- Aim of the exercise -
The reply should be one number: how many lines of the data below contain "inserted".

- Records for the exercise -
impl HotkeyRegistry {
    /// With a conflicts path, the (empty) document is written immediately so
    /// a file left by an earlier run never outlives this registry's state.
    pub fn new(probe: Arc<dyn SystemConflictProbe>, options: RegistryOptions) -> Self {
        let registry = Self {
            inner: Mutex::new(Inner::default()),
            probe,
            multi_owner: options.multi_owner,
            exporter: options.conflicts_path.map(ConflictExporter::new),
            export_lock: Mutex::new(()),
        };
        if registry.exporter.is_some() {
            registry.persist();
        }
        registry
    }

    pub fn exporter(&self) -> Option<&ConflictExporter> {
        self.exporter.as_ref()
    }

    // ------------------------------------------------------------------
    // Queries
    // ------------------------------------------------------------------

    /// Classify `hotkey` from the point of view of `(module_name, hotkey_name)`.
    ///
    /// Invalid hotkeys are never a conflict target.
    pub fn has_conflict(
        &self,
        hotkey: impl Into<Hotkey>,
        module_name: &str,
        hotkey_name: &str,
    ) -> ConflictKind {
        let hotkey = hotkey.into();
        if !hotkey.is_valid() {
            return ConflictKind::NoConflict;
        }

        let verdict = {
            let inner = self.inner.lock();
            let entries = inner
                .entries
                .get(&hotkey.handle())
                .map(Vec::as_slice)
                .unwrap_or(&[]);
            classify(entries, module_name, hotkey_name)
        };

        match verdict {
            Verdict::Decided(kind) => kind,
            Verdict::AskSystem if self.probe.has_system_conflict(&hotkey) => {
                ConflictKind::SystemConflict
            }
            Verdict::AskSystem => ConflictKind::NoConflict,
        }
    }

    /// `has_conflict` as an error naming who holds the hotkey.
    pub fn check_conflict(
        &self,
        hotkey: impl Into<Hotkey>,
        module_name: &str,
        hotkey_name: &str,
    ) -> crate::error::Result<()> {
        let hotkey = hotkey.into();
        match self.has_conflict(hotkey, module_name, hotkey_name) {
            kind if !kind.is_conflict() => Ok(()),
            ConflictKind::SystemConflict => Err(HotkeyError::SystemConflict { hotkey }),
            _ => {
                let holder = self
                    .get_conflicts(hotkey, module_name, hotkey_name)
                    .into_iter()
                    .next()
                    .unwrap_or_else(|| self.get_conflict(hotkey));
                Err(HotkeyError::InAppConflict {
                    hotkey,
                    module_name: holder.module_name,
                    hotkey_name: holder.hotkey_name,
                })
            }
        }
    }

    /// The first entry holding `hotkey`, or the "System" placeholder when
    /// nothing in-process owns it.
    pub fn get_conflict(&self, hotkey: impl Into<Hotkey>) -> RegistryEntry {
        let hotkey = hotkey.into();
        self.inner
            .lock()
            .entries
            .get(&hotkey.handle())
            .and_then(|list| list.first().cloned())
            .unwrap_or_else(|| RegistryEntry::system_placeholder(hotkey))
    }

    /// Every entry on the hotkey's handle other than the caller's own pair.
    pub fn get_conflicts(
        &self,
        hotkey: impl Into<Hotkey>,
        module_name: &str,
        hotkey_name: &str,
    ) -> Vec<RegistryEntry> {
        let hotkey = hotkey.into();
        self.inner
            .lock()
            .entries
            .get(&hotkey.handle())
            .map(|list| {
                list.iter()
                    .filter(|e| !e.is_owned_by(module_name, hotkey_name))
                    .cloned()
                    .collect()
            })
            .unwrap_or_default()
    }

    /// Entries currently stored under one hotkey.
    pub fn entries_for(&self, hotkey: impl Into<Hotkey>) -> Vec<RegistryEntry> {
        let hotkey = hotkey.into();
        self.inner
            .lock()
            .entries
            .get(&hotkey.handle())
            .cloned()
            .unwrap_or_default()
    }

    /// Snapshot of the whole map, ordered by handle.
    pub fn hotkey_entries(&self) -> BTreeMap<HotkeyHandle, Vec<RegistryEntry>> {
        self.inner
            .lock()
            .entries
            .iter()
            .map(|(handle, list)| (*handle, list.clone()))
            .collect()
    }

    /// First hook-mechanism entry on `handle`, used by the keyboard hook path.
    pub fn hook_entry(&self, handle: HotkeyHandle) -> Option<RegistryEntry> {
        self.inner
            .lock()
            .entries
            .get(&handle)?
            .iter()
            .find(|e| e.mechanism == Mechanism::Hook)
            .cloned()
    }

    pub fn contains(&self, handle: HotkeyHandle) -> bool {
        self.inner.lock().entries.contains_key(&handle)
    }

    pub fn len(&self) -> usize {
        self.inner.lock().entries.values().map(Vec::len).sum()
    }

    pub fn is_empty(&self) -> bool {
        self.inner.lock().entries.is_empty()
    }

    pub fn conflict_sets(&self) -> ConflictSets {
        self.inner.lock().conflicts.clone()
    }

    // ------------------------------------------------------------------
    // Mutations
    // ------------------------------------------------------------------

    /// Register a hook-based hotkey.
    pub fn add_hook_record<F>(
        &self,
        hotkey: impl Into<Hotkey>,
        module_name: &str,
        hotkey_name: &str,
        action: F,
    ) -> bool
    where
        F: Fn() -> bool + Send + Sync + 'static,
    {
        self.add_record(hotkey, module_name, hotkey_name, HotkeyAction::simple(action))
    }

    /// Register an OS-level shortcut.
    pub fn add_shortcut_record<F>(
        &self,
        hotkey: impl Into<Hotkey>,
        module_name: &str,
        hotkey_name: &str,
        action: F,
    ) -> bool
    where
        F: Fn(u16, u16) + Send + Sync + 'static,
    {
        self.add_record(
            hotkey,
            module_name,
            hotkey_name,
            HotkeyAction::parameterized(action),
        )
    }

    /// Append a new entry for `(module_name, hotkey_name)`.
    ///
    /// Returns false without mutating the map if the hotkey is invalid, the
    /// same pair already holds this handle, or (single-owner mode) another
    /// pair owns it.
    pub fn add_record(
        &self,
        hotkey: impl Into<Hotkey>,
        module_name: &str,
        hotkey_name: &str,
        action: HotkeyAction,
    ) -> bool {
        let hotkey = hotkey.into();
        if !hotkey.is_valid() {
            debug!(
                event_type = "hotkey_rejected",
                hotkey = %hotkey,
                module = module_name,
                "Rejected invalid hotkey"
            );
            return false;
        }

        let handle = hotkey.handle();
        let entry = RegistryEntry::new(hotkey, module_name, hotkey_name, action);

        let (added, conflicts_changed) = {
            let mut guard = self.inner.lock();
            let inner = &mut *guard;

            match inner.entries.get(&handle) {
                Some(list) if list.iter().any(|e| e.is_owned_by(module_name, hotkey_name)) => {
                    debug!(
                        handle = %handle,
                        module = module_name,
                        name = hotkey_name,
                        "Duplicate registration ignored"
                    );
                    return false;
                }
                Some(list) if !self.multi_owner && !list.is_empty() => {
                    let mut changed = false;
                    for existing in list {
                        changed |= inner.conflicts.insert_in_app(existing.into());
                    }
                    changed |= inner.conflicts.insert_in_app((&entry).into());
                    (false, changed)
                }
                _ => {
                    let list = inner.entries.entry(handle).or_default();
                    list.push(entry);
                    let mut changed = false;
                    if list.len() > 1 {
                        for contender in list.iter() {
                            changed |= inner.conflicts.insert_in_app(contender.into());
                        }
                    }
                    (true, changed)
                }
            }
        };

        if added {
            info!(
                event_type = "hotkey_added",
                hotkey = %hotkey,
                handle = %handle,
                module = module_name,
                name = hotkey_name,
                "Hotkey record added"
            );
        } else {
            warn!(
                event_type = "hotkey_conflict",
                hotkey = %hotkey,
                module = module_name,
                name = hotkey_name,
                "Hotkey already owned by another module"
            );
        }

        if conflicts_changed {
            self.persist();
        }
        added
    }

    /// Remove every entry of `module_name` on the hotkey's handle.
    ///
    /// Returns the number of entries removed.
    pub fn remove_record(&self, hotkey: impl Into<Hotkey>, module_name: &str) -> usize {
        let handle = hotkey.into().handle();

        let (removed, conflicts_changed) = {
            let mut guard = self.inner.lock();
            let inner = &mut *guard;

            let Some(list) = inner.entries.get_mut(&handle) else {
                return 0;
            };
            let before = list.len();
            list.retain(|e| e.module_name != module_name);
            let removed = before - list.len();
            let remaining = list.len();
            if remaining == 0 {
                inner.entries.remove(&handle);
            }

            let mut changed = inner.conflicts.remove_module(Some(handle), module_name);
            if remaining <= 1 {
                changed |= inner.conflicts.clear_in_app(handle);
            }
            (removed, changed)
        };

        if removed > 0 {
            info!(
                event_type = "hotkey_removed",
                handle = %handle,
                module = module_name,
                removed,
                "Hotkey records removed"
            );
        }
        if conflicts_changed {
            self.persist();
        }
        removed
    }

    /// Remove all of a module's entries registered through `mechanism`,
    /// across every handle. Other modules and the other mechanism are kept.
    ///
    /// Returns the removed entries.
    pub fn remove_record_by_module(
        &self,
        module_name: &str,
        mechanism: Mechanism,
    ) -> Vec<RegistryEntry> {
        let (removed, conflicts_changed) = {
            let mut guard = self.inner.lock();
            let inner = &mut *guard;

            let mut removed = Vec::new();
            let mut changed = false;
            inner.entries.retain(|handle, list| {
                let (gone, kept): (Vec<_>, Vec<_>) = list
                    .drain(..)
                    .partition(|e| e.module_name == module_name && e.mechanism == mechanism);
                *list = kept;

                if !gone.is_empty() {
                    for entry in &gone {
                        changed |=
                            inner
                                .conflicts
                                .remove_owner(*handle, &entry.module_name, &entry.hotkey_name);
                    }
                    if list.len() <= 1 {
                        changed |= inner.conflicts.clear_in_app(*handle);
                    }
                    removed.extend(gone);
                }
                !list.is_empty()
            });
            (removed, changed)
        };

        if !removed.is_empty() {
            info!(
                event_type = "module_hotkeys_removed",
                module = module_name,
                mechanism = %mechanism,
                removed = removed.len(),
                "Module hotkey records removed"
            );
        }
        if conflicts_changed {
            self.persist();
        }
        removed
    }

    /// Update the OS registration flag of one entry.
    ///
    /// Returns false if the entry no longer exists.
    pub fn set_registered(
        &self,
        handle: HotkeyHandle,
        module_name: &str,
        hotkey_name: &str,
        registered: bool,
    ) -> bool {
        let mut inner = self.inner.lock();
        let Some(entry) = inner
            .entries
            .get_mut(&handle)
            .and_then(|list| list.iter_mut().find(|e| e.is_owned_by(module_name, hotkey_name)))
        else {
            return false;
        };
        entry.registered = registered;
        true
    }

    /// Record that the OS refused `hotkey` for this owner.
    pub fn record_system_conflict(
        &self,
        hotkey: impl Into<Hotkey>,
        module_name: &str,
        hotkey_name: &str,
    ) -> bool {
        let hotkey = hotkey.into();
        if !hotkey.is_valid() {
            return false;
        }
        let inserted = self
            .inner
            .lock()
            .conflicts
            .insert_system(ConflictRecord::new(hotkey, module_name, hotkey_name));
        if inserted {
            warn!(
                event_type = "system_conflict",
                hotkey = %hotkey,
                module = module_name,
                name = hotkey_name,
                "Hotkey is claimed outside this process"
            );
            self.persist();
        }
        inserted
    }

    /// Drop all recorded conflicts (the entry map is untouched).
    pub fn clear_conflicts(&self) {
        let was_empty = {
            let mut inner = self.inner.lock();
            let was_empty = inner.conflicts.is_empty();
            inner.conflicts = ConflictSets::new();
            was_empty
        };
        if !was_empty {
            self.persist();
        }
    }

    // ------------------------------------------------------------------
    // Persistence
    // ------------------------------------------------------------------

    /// Write the current conflict sets to the configured document.
    ///
    /// A no-op when persistence is disabled.
    pub fn export_conflicts(&self) -> Result<(), PersistenceError> {
        let Some(exporter) = &self.exporter else {
            return Ok(());
        };
        let _serial = self.export_lock.lock();
        let snapshot = self.conflict_sets();
        exporter.export(&snapshot)
    }

    fn persist(&self) {
        if let Err(e) = self.export_conflicts() {
            warn!(
                event_type = "conflict_export_failed",
                error = %e,
                "Failed to export hotkey conflicts"
            );
        }
    }
}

- Result of this exercise -
3